**Problem description:** Please print every line of the material below exactly.

**Source material:**
■ ■ ■
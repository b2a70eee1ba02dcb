//! Executor configuration.

use std::path::{Path, PathBuf};

use secrecy::{ExposeSecret, SecretString};

/// Settings shared by every executor backend.
///
/// Built once at startup and never mutated afterwards.
#[derive(Clone)]
pub struct ExecutorConfig {
    /// Backend credential. Empty for OAuth-based logins.
    api_key: SecretString,
    /// Directory the backend may read and write; also the working directory.
    vault_path: PathBuf,
    /// Model identifier passed to the CLI.
    model: String,
    /// Program to run instead of the backend's default binary name.
    program: Option<String>,
}

impl std::fmt::Debug for ExecutorConfig {
    fn fmt(&self, f: &mut std::fmt::Formatter<'_>) -> std::fmt::Result {
        f.debug_struct("ExecutorConfig")
            .field(
                "api_key",
                &if self.has_api_key() {
                    "[REDACTED]"
                } else {
                    "[EMPTY]"
                },
            )
            .field("vault_path", &self.vault_path)
            .field("model", &self.model)
            .field("program", &self.program)
            .finish()
    }
}

impl ExecutorConfig {
    /// Create a new configuration.
    pub fn new(
        api_key: impl Into<String>,
        vault_path: impl Into<PathBuf>,
        model: impl Into<String>,
    ) -> Self {
        Self {
            api_key: SecretString::new(api_key.into().into()),
            vault_path: vault_path.into(),
            model: model.into(),
            program: None,
        }
    }

    /// Override the program that gets executed.
    pub fn with_program(mut self, program: impl Into<String>) -> Self {
        self.program = Some(program.into());
        self
    }

    /// Get the credential.
    pub fn api_key(&self) -> &str {
        self.api_key.expose_secret()
    }

    /// Check whether a credential was provided.
    pub fn has_api_key(&self) -> bool {
        !self.api_key.expose_secret().is_empty()
    }

    /// Get the vault directory.
    pub fn vault_path(&self) -> &Path {
        &self.vault_path
    }

    /// Get the model identifier.
    pub fn model(&self) -> &str {
        &self.model
    }

    /// Get the program override, if any.
    pub fn program(&self) -> Option<&str> {
        self.program.as_deref()
    }

    pub(crate) fn program_or<'a>(&'a self, default: &'a str) -> &'a str {
        self.program.as_deref().unwrap_or(default)
    }
}
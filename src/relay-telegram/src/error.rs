//! Error types for the Telegram adapter.

use relay_core::TransportError;
use thiserror::Error;

/// Errors that can occur while talking to the Bot API.
#[derive(Error, Debug)]
pub enum TelegramError {
    /// Configuration error (missing or invalid config).
    #[error("Configuration error: {0}")]
    Config(String),

    /// The bot token was rejected.
    #[error("Authentication error: {0}")]
    Auth(String),

    /// The Bot API answered `ok: false`.
    #[error("Telegram API error: {0}")]
    Api(String),

    /// Network/HTTP error.
    #[error("Network error: {0}")]
    Network(String),

    /// Operation timed out.
    #[error("Operation timed out: {0}")]
    Timeout(String),

    /// JSON serialization/deserialization error.
    #[error("JSON error: {0}")]
    Json(String),

    /// A value the API returned could not be used.
    #[error("Invalid payload: {0}")]
    InvalidPayload(String),
}

impl TelegramError {
    /// Whether polling should stop instead of retrying.
    pub fn is_fatal(&self) -> bool {
        matches!(self, TelegramError::Auth(_) | TelegramError::Config(_))
    }
}

impl From<reqwest::Error> for TelegramError {
    fn from(err: reqwest::Error) -> Self {
        // The request URL embeds the bot token.
        let err = err.without_url();
        if err.is_timeout() {
            TelegramError::Timeout(err.to_string())
        } else if err.is_connect() {
            TelegramError::Network(format!("Connection failed: {}", err))
        } else if err.is_decode() {
            TelegramError::Json(err.to_string())
        } else {
            TelegramError::Network(err.to_string())
        }
    }
}

impl From<serde_json::Error> for TelegramError {
    fn from(err: serde_json::Error) -> Self {
        TelegramError::Json(err.to_string())
    }
}

impl From<TelegramError> for TransportError {
    fn from(err: TelegramError) -> Self {
        match err {
            TelegramError::Network(_) | TelegramError::Timeout(_) => {
                TransportError::Network(err.to_string())
            }
            TelegramError::Json(_) | TelegramError::InvalidPayload(_) => {
                TransportError::Payload(err.to_string())
            }
            TelegramError::Config(_) | TelegramError::Auth(_) | TelegramError::Api(_) => {
                TransportError::Rejected(err.to_string())
            }
        }
    }
}

/// Result type for Telegram operations.
pub type TelegramResult<T> = std::result::Result<T, TelegramError>;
■ ■ ■
**Task result:**
repository b2a70eee1ba02dcb
//! Executor configuration.

use std::path::{Path, PathBuf};

use secrecy::{ExposeSecret, SecretString};

/// Settings shared by every executor backend.
///
/// Built once at startup and never mutated afterwards.
#[derive(Clone)]
pub struct ExecutorConfig {
    /// Backend credential. Empty for OAuth-based logins.
    api_key: SecretString,
    /// Directory the backend may read and write; also the working directory.
    vault_path: PathBuf,
    /// Model identifier passed to the CLI.
    model: String,
    /// Program to run instead of the backend's default binary name.
    program: Option<String>,
}

impl std::fmt::Debug for ExecutorConfig {
    fn fmt(&self, f: &mut std::fmt::Formatter<'_>) -> std::fmt::Result {
        f.debug_struct("ExecutorConfig")
            .field(
                "api_key",
                &if self.has_api_key() {
                    "[REDACTED]"
                } else {
                    "[EMPTY]"
                },
            )
            .field("vault_path", &self.vault_path)
            .field("model", &self.model)
            .field("program", &self.program)
            .finish()
    }
}

impl ExecutorConfig {
    /// Create a new configuration.
    pub fn new(
        api_key: impl Into<String>,
        vault_path: impl Into<PathBuf>,
        model: impl Into<String>,
    ) -> Self {
        Self {
            api_key: SecretString::new(api_key.into().into()),
            vault_path: vault_path.into(),
            model: model.into(),
            program: None,
        }
    }

    /// Override the program that gets executed.
    pub fn with_program(mut self, program: impl Into<String>) -> Self {
        self.program = Some(program.into());
        self
    }

    /// Get the credential.
    pub fn api_key(&self) -> &str {
        self.api_key.expose_secret()
    }

    /// Check whether a credential was provided.
    pub fn has_api_key(&self) -> bool {
        !self.api_key.expose_secret().is_empty()
    }

    /// Get the vault directory.
    pub fn vault_path(&self) -> &Path {
        &self.vault_path
    }

    /// Get the model identifier.
    pub fn model(&self) -> &str {
        &self.model
    }

    /// Get the program override, if any.
    pub fn program(&self) -> Option<&str> {
        self.program.as_deref()
    }

    pub(crate) fn program_or<'a>(&'a self, default: &'a str) -> &'a str {
        self.program.as_deref().unwrap_or(default)
    }
}
filename src/relay-telegram/src/error.rs
//! Error types for the Telegram adapter.

use relay_core::TransportError;
use thiserror::Error;

/// Errors that can occur while talking to the Bot API.
#[derive(Error, Debug)]
pub enum TelegramError {
    /// Configuration error (missing or invalid config).
    #[error("Configuration error: {0}")]
    Config(String),

    /// The bot token was rejected.
    #[error("Authentication error: {0}")]
    Auth(String),

    /// The Bot API answered `ok: false`.
    #[error("Telegram API error: {0}")]
    Api(String),

    /// Network/HTTP error.
    #[error("Network error: {0}")]
    Network(String),

    /// Operation timed out.
    #[error("Operation timed out: {0}")]
    Timeout(String),

    /// JSON serialization/deserialization error.
    #[error("JSON error: {0}")]
    Json(String),

    /// A value the API returned could not be used.
    #[error("Invalid payload: {0}")]
    InvalidPayload(String),
}

impl TelegramError {
    /// Whether polling should stop instead of retrying.
    pub fn is_fatal(&self) -> bool {
        matches!(self, TelegramError::Auth(_) | TelegramError::Config(_))
    }
}

impl From<reqwest::Error> for TelegramError {
    fn from(err: reqwest::Error) -> Self {
        // The request URL embeds the bot token.
        let err = err.without_url();
        if err.is_timeout() {
            TelegramError::Timeout(err.to_string())
        } else if err.is_connect() {
            TelegramError::Network(format!("Connection failed: {}", err))
        } else if err.is_decode() {
            TelegramError::Json(err.to_string())
        } else {
            TelegramError::Network(err.to_string())
        }
    }
}

impl From<serde_json::Error> for TelegramError {
    fn from(err: serde_json::Error) -> Self {
        TelegramError::Json(err.to_string())
    }
}

impl From<TelegramError> for TransportError {
    fn from(err: TelegramError) -> Self {
        match err {
            TelegramError::Network(_) | TelegramError::Timeout(_) => {
                TransportError::Network(err.to_string())
            }
            TelegramError::Json(_) | TelegramError::InvalidPayload(_) => {
                TransportError::Payload(err.to_string())
            }
            TelegramError::Config(_) | TelegramError::Auth(_) | TelegramError::Api(_) => {
                TransportError::Rejected(err.to_string())
            }
        }
    }
}

/// Result type for Telegram operations.
pub type TelegramResult<T> = std::result::Result<T, TelegramError>;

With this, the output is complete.